Transformer la chaîne d’approvisionnement de la mode et des produits de luxe : innovations et tendances récentes


Alors que la pandémie et la guerre en Ukraine ont mis à rude épreuve les chaînes d’approvisionnement mondiales, les modèles purement basés sur l’efficacité dans l’industrie de la mode ont montré leurs limites.

Depuis, les acteurs des industries du luxe et de la mode ont transformé leurs modèles économiques, passant de l’utilisation de l’intelligence artificielle à l’investissement dans les fibres issues de la bio-ingénierie ou à l’externalisation de certaines de leurs opérations à l’étranger (nearshoring) pour renforcer leur résilience pour l’avenir. Dans le même temps, ils doivent anticiper les changements réglementaires liés à la durabilité pour planifier l’avenir.

Vulnérabilités découvertes dans une chaîne d’approvisionnement mondiale basée sur les coûts

Le modèle de chaîne d’approvisionnement de l’industrie du textile et de la mode d’avant Covid-19 montre clairement une forte dépendance géographique à l’égard de la Chine, qui représentait encore en 2022 près de 50 % du volume de production mondiale, soit sept fois plus que l’Inde, deuxième pays producteur.

Les principaux pays manufacturiers exportent une part importante de leur production, ce qui signifie que les chaînes d’approvisionnement mondiales sont trop dépendantes d’une poignée de marchés manufacturiers clés – un modèle qui a montré ses limites à mesure que les acteurs de l’industrie du luxe et de la mode s’éloignent des considérations pures de coûts et s’adaptent de plus en plus. la nécessité d’assurer des livraisons à temps.

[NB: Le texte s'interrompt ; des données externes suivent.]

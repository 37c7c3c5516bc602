//! Gzip compression and decompression on top of the chunk pump.
//!
//! The codecs write into a `Vec<u8>` which is drained after every chunk,
//! so memory use stays bounded by the chunk size plus codec state.

use std::borrow::Cow;
use std::ffi::OsString;
use std::io::Write;
use std::path::{Path, PathBuf};

use flate2::Compression;
use flate2::write::{GzDecoder, GzEncoder};

use crate::TransferError;
use crate::stream::{ChunkReader, ChunkTransform, FileSink, pipe};

/// Suffix appended by [`compress_file`] and stripped by [`decompress_file`].
pub const COMPRESSED_SUFFIX: &str = ".gz";

/// Gzip-encodes chunks.
pub struct GzipEncode {
    encoder: GzEncoder<Vec<u8>>,
}

impl Default for GzipEncode {
    fn default() -> Self {
        Self::new()
    }
}

impl GzipEncode {
    pub fn new() -> Self {
        Self {
            encoder: GzEncoder::new(Vec::new(), Compression::default()),
        }
    }
}

impl ChunkTransform for GzipEncode {
    fn apply<'a>(&mut self, chunk: &'a [u8]) -> Result<Cow<'a, [u8]>, TransferError> {
        self.encoder.write_all(chunk).map_err(TransferError::Codec)?;
        Ok(Cow::Owned(std::mem::take(self.encoder.get_mut())))
    }

    fn finish(&mut self) -> Result<Vec<u8>, TransferError> {
        self.encoder.try_finish().map_err(TransferError::Codec)?;
        Ok(std::mem::take(self.encoder.get_mut()))
    }
}

/// Gzip-decodes chunks. Fails with [`TransferError::Codec`] on input that
/// is not a valid gzip stream.
pub struct GzipDecode {
    decoder: GzDecoder<Vec<u8>>,
}

impl Default for GzipDecode {
    fn default() -> Self {
        Self::new()
    }
}

impl GzipDecode {
    pub fn new() -> Self {
        Self {
            decoder: GzDecoder::new(Vec::new()),
        }
    }
}

impl ChunkTransform for GzipDecode {
    fn apply<'a>(&mut self, chunk: &'a [u8]) -> Result<Cow<'a, [u8]>, TransferError> {
        self.decoder.write_all(chunk).map_err(TransferError::Codec)?;
        Ok(Cow::Owned(std::mem::take(self.decoder.get_mut())))
    }

    fn finish(&mut self) -> Result<Vec<u8>, TransferError> {
        self.decoder.try_finish().map_err(TransferError::Codec)?;
        Ok(std::mem::take(self.decoder.get_mut()))
    }
}

/// Returns `basename(source)` with [`COMPRESSED_SUFFIX`] appended.
pub fn compressed_name(source: &Path) -> Result<OsString, TransferError> {
    let base = source.file_name().ok_or_else(|| no_file_name(source))?;
    let mut name = base.to_os_string();
    name.push(COMPRESSED_SUFFIX);
    Ok(name)
}

/// Returns `basename(source)` with [`COMPRESSED_SUFFIX`] stripped.
pub fn decompressed_name(source: &Path) -> Result<OsString, TransferError> {
    let base = source.file_name().ok_or_else(|| no_file_name(source))?;
    base.to_str()
        .and_then(|name| name.strip_suffix(COMPRESSED_SUFFIX))
        .filter(|stem| !stem.is_empty())
        .map(OsString::from)
        .ok_or_else(|| TransferError::MissingSuffix(source.display().to_string()))
}

fn no_file_name(source: &Path) -> TransferError {
    TransferError::Io(std::io::Error::new(
        std::io::ErrorKind::InvalidInput,
        format!("no file name in {}", source.display()),
    ))
}

/// Compresses `source` into `dest_dir/basename(source).gz`.
///
/// Returns the path of the written file.
pub async fn compress_file(
    source: &Path,
    dest_dir: &Path,
    chunk_size: usize,
) -> Result<PathBuf, TransferError> {
    let dest = dest_dir.join(compressed_name(source)?);
    let mut reader = ChunkReader::open(source, chunk_size).await?;
    let mut sink = FileSink::create_new(&dest).await?;
    let read = pipe(&mut reader, &mut GzipEncode::new(), &mut sink).await?;
    tracing::info!(src = %source.display(), dst = %dest.display(), bytes = read, "compressed file");
    Ok(dest)
}

/// Decompresses `source` (which must end in `.gz`) into
/// `dest_dir/basename(source)` minus the suffix.
pub async fn decompress_file(
    source: &Path,
    dest_dir: &Path,
    chunk_size: usize,
) -> Result<PathBuf, TransferError> {
    let dest = dest_dir.join(decompressed_name(source)?);
    let mut reader = ChunkReader::open(source, chunk_size).await?;
    let mut sink = FileSink::create_new(&dest).await?;
    let read = pipe(&mut reader, &mut GzipDecode::new(), &mut sink).await?;
    tracing::info!(src = %source.display(), dst = %dest.display(), bytes = read, "decompressed file");
    Ok(dest)
}
//! Command table and input line parsing.

use crate::error::ShellError;

/// Number of operands a command takes.
#[derive(Debug, Clone, Copy, PartialEq, Eq)]
pub enum Arity {
    None,
    Optional,
    One,
    Two,
}

/// The closed set of shell commands.
#[derive(Debug, Clone, Copy, PartialEq, Eq)]
pub enum Command {
    Up,
    Cd,
    Ls,
    Cat,
    Add,
    Mkdir,
    Rn,
    Cp,
    Mv,
    Rm,
    Os,
    Hash,
    Compress,
    Decompress,
    Exit,
}

impl Command {
    pub const ALL: [Command; 15] = [
        Command::Up,
        Command::Cd,
        Command::Ls,
        Command::Cat,
        Command::Add,
        Command::Mkdir,
        Command::Rn,
        Command::Cp,
        Command::Mv,
        Command::Rm,
        Command::Os,
        Command::Hash,
        Command::Compress,
        Command::Decompress,
        Command::Exit,
    ];

    /// Looks up a command by the name typed at the prompt.
    pub fn from_name(name: &str) -> Option<Self> {
        Self::ALL.into_iter().find(|c| c.name() == name)
    }

    pub fn name(self) -> &'static str {
        match self {
            Command::Up => "up",
            Command::Cd => "cd",
            Command::Ls => "ls",
            Command::Cat => "cat",
            Command::Add => "add",
            Command::Mkdir => "mkdir",
            Command::Rn => "rn",
            Command::Cp => "cp",
            Command::Mv => "mv",
            Command::Rm => "rm",
            Command::Os => "os",
            Command::Hash => "hash",
            Command::Compress => "compress",
            Command::Decompress => "decompress",
            Command::Exit => ".exit",
        }
    }

    pub fn arity(self) -> Arity {
        match self {
            Command::Up | Command::Ls | Command::Exit => Arity::None,
            Command::Cd => Arity::Optional,
            Command::Cat
            | Command::Add
            | Command::Mkdir
            | Command::Rm
            | Command::Os
            | Command::Hash => Arity::One,
            Command::Rn | Command::Cp | Command::Mv | Command::Compress | Command::Decompress => {
                Arity::Two
            }
        }
    }
}

/// Operands of a parsed line, already checked against the command's arity.
#[derive(Debug, Clone, PartialEq, Eq)]
pub enum Operands {
    None,
    One(String),
    Two(String, String),
}

/// A parsed input line.
#[derive(Debug, Clone, PartialEq, Eq)]
pub struct Invocation {
    pub command: Command,
    pub operands: Operands,
}

/// Parses one input line.
///
/// Returns `Ok(None)` for a blank line. `.exit` is accepted regardless of
/// what follows it.
pub fn parse_line(line: &str) -> Result<Option<Invocation>, ShellError> {
    let line = line.trim();
    if line.is_empty() {
        return Ok(None);
    }

    let (name, rest) = match line.split_once(char::is_whitespace) {
        Some((name, rest)) => (name, rest.trim()),
        None => (line, ""),
    };

    let command =
        Command::from_name(name).ok_or_else(|| ShellError::UnknownCommand(name.to_string()))?;
    if command == Command::Exit {
        return Ok(Some(Invocation {
            command,
            operands: Operands::None,
        }));
    }

    let operands = match command.arity() {
        Arity::None if rest.is_empty() => Operands::None,
        Arity::None => {
            return Err(ShellError::TooManyArguments {
                command: command.name(),
            });
        }
        Arity::Optional if rest.is_empty() => Operands::None,
        Arity::Optional | Arity::One => Operands::One(single_operand(command, rest)?),
        Arity::Two => {
            let mut tokens = tokenize(rest)?;
            match tokens.len() {
                0 | 1 => {
                    return Err(ShellError::MissingOperand {
                        command: command.name(),
                    });
                }
                2 => {
                    let second = tokens.pop().unwrap_or_default();
                    let first = tokens.pop().unwrap_or_default();
                    Operands::Two(first, second)
                }
                _ => {
                    return Err(ShellError::TooManyArguments {
                        command: command.name(),
                    });
                }
            }
        }
    };

    tracing::debug!(command = command.name(), ?operands, "parsed command");
    Ok(Some(Invocation { command, operands }))
}

/// The whole remainder is one operand; quotes are only needed to keep
/// leading or trailing whitespace, or to mark where the operand ends.
fn single_operand(command: Command, rest: &str) -> Result<String, ShellError> {
    if !rest.contains('"') {
        if rest.is_empty() {
            return Err(ShellError::MissingOperand {
                command: command.name(),
            });
        }
        return Ok(rest.to_string());
    }

    let mut tokens = tokenize(rest)?;
    match tokens.len() {
        1 if !tokens[0].is_empty() => Ok(tokens.remove(0)),
        0 | 1 => Err(ShellError::MissingOperand {
            command: command.name(),
        }),
        _ => Err(ShellError::TooManyArguments {
            command: command.name(),
        }),
    }
}

/// Splits on whitespace, keeping double-quoted runs together.
fn tokenize(input: &str) -> Result<Vec<String>, ShellError> {
    let mut tokens = Vec::new();
    let mut current = String::new();
    let mut in_token = false;
    let mut in_quotes = false;

    for ch in input.chars() {
        match ch {
            '"' => {
                in_quotes = !in_quotes;
                in_token = true;
            }
            c if c.is_whitespace() && !in_quotes => {
                if in_token {
                    tokens.push(std::mem::take(&mut current));
                    in_token = false;
                }
            }
            c => {
                current.push(c);
                in_token = true;
            }
        }
    }

    if in_quotes {
        return Err(ShellError::invalid(input, "unterminated quote"));
    }
    if in_token {
        tokens.push(current);
    }
    Ok(tokens)
}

Figure 1 : Répartition de la production mondiale. Image : Euromonitor International.

La hausse de l’inflation exerce une pression supplémentaire sur les entreprises de mode

Depuis le début de la pandémie, une inflation record a exacerbé la situation des chaînes d’approvisionnement de la mode, les marques et les détaillants ayant ressenti la pression de la hausse du coût des marchandises (COGS), tout en ne voulant pas risquer que leur volume de ventes soit impacté par la répercussion de l’ensemble des coûts. ces coûts pour les consommateurs dont les budgets sont serrés diminuent.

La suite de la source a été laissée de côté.